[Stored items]
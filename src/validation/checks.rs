//! Checks run against a parsed descriptor.
//!
//! Each check takes a `&DialogPreview` and returns its findings.

use std::collections::HashMap;

use crate::dialog::DialogPreview;
use crate::types::{resolve_geometry, SCALE_X, SCALE_Y};

use super::diagnostic::Diagnostic;

pub const GEOMETRY_MISSING: &str = "dlgview::geometry-missing";
pub const INCOMPLETE: &str = "dlgview::incomplete";
pub const DUPLICATE_IDC: &str = "dlgview::duplicate-idc";
pub const ZERO_SIZE: &str = "dlgview::zero-size";
pub const OFFSCREEN: &str = "dlgview::offscreen";

/// Controls with a positional field that has no numeric literal.
pub fn check_geometry(preview: &DialogPreview) -> Vec<Diagnostic> {
    preview
        .geometry_errors
        .iter()
        .map(|e| {
            Diagnostic::error(GEOMETRY_MISSING, e.to_string())
                .at(e.offset)
                .with_help(format!(
                    "Give `{}` a numeric value, e.g. `{} = 0.1;`",
                    e.field, e.field
                ))
        })
        .collect()
}

/// The scan ran out of input before the display closed.
pub fn check_incomplete(preview: &DialogPreview) -> Vec<Diagnostic> {
    let Some(incomplete) = &preview.parsed.incomplete else {
        return Vec::new();
    };
    vec![Diagnostic::warning(
        INCOMPLETE,
        format!("Descriptor is incomplete: {}", incomplete),
    )
    .at(incomplete.stopped_at)
    .with_help("Check for a missing `}` or `};`; controls after this point are not shown")]
}

/// Two controls sharing an `idc`.
pub fn check_duplicate_idc(preview: &DialogPreview) -> Vec<Diagnostic> {
    let mut seen: HashMap<i64, &str> = HashMap::new();
    let mut out = Vec::new();

    for control in &preview.parsed.controls {
        let Some(idc) = control.idc else { continue };
        // -1 is the conventional "no id" value
        if idc < 0 {
            continue;
        }
        if let Some(first) = seen.get(&idc) {
            out.push(
                Diagnostic::warning(
                    DUPLICATE_IDC,
                    format!(
                        "Control '{}' reuses idc {} from '{}'",
                        control.name, idc, first
                    ),
                )
                .at(control.offset),
            );
        } else {
            seen.insert(idc, &control.name);
        }
    }

    out
}

/// Controls that resolve to no visible area.
pub fn check_zero_size(preview: &DialogPreview) -> Vec<Diagnostic> {
    preview
        .layout
        .controls()
        .iter()
        .filter(|c| c.width <= 0.0 || c.height <= 0.0)
        .map(|c| {
            Diagnostic::warning(
                ZERO_SIZE,
                format!("Control '{}' has zero width or height", c.name),
            )
            .at(c.offset)
        })
        .collect()
}

/// Controls reaching past the virtual screen in original coordinates.
pub fn check_offscreen(preview: &DialogPreview) -> Vec<Diagnostic> {
    let original = resolve_geometry(&preview.parsed.controls).layout;
    original
        .controls()
        .iter()
        .filter(|c| c.right() > SCALE_X || c.bottom() > SCALE_Y)
        .map(|c| {
            Diagnostic::warning(
                OFFSCREEN,
                format!("Control '{}' extends past the screen edge", c.name),
            )
            .at(c.offset)
            .with_help("Positions are fractions of the screen; x + w and y + h should stay within 1")
        })
        .collect()
}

## Task objective
Track down all lines above with the string "first" and copy them.

## Expected answer
        if let Some(first) = seen.get(&idc) {
                        control.name, idc, first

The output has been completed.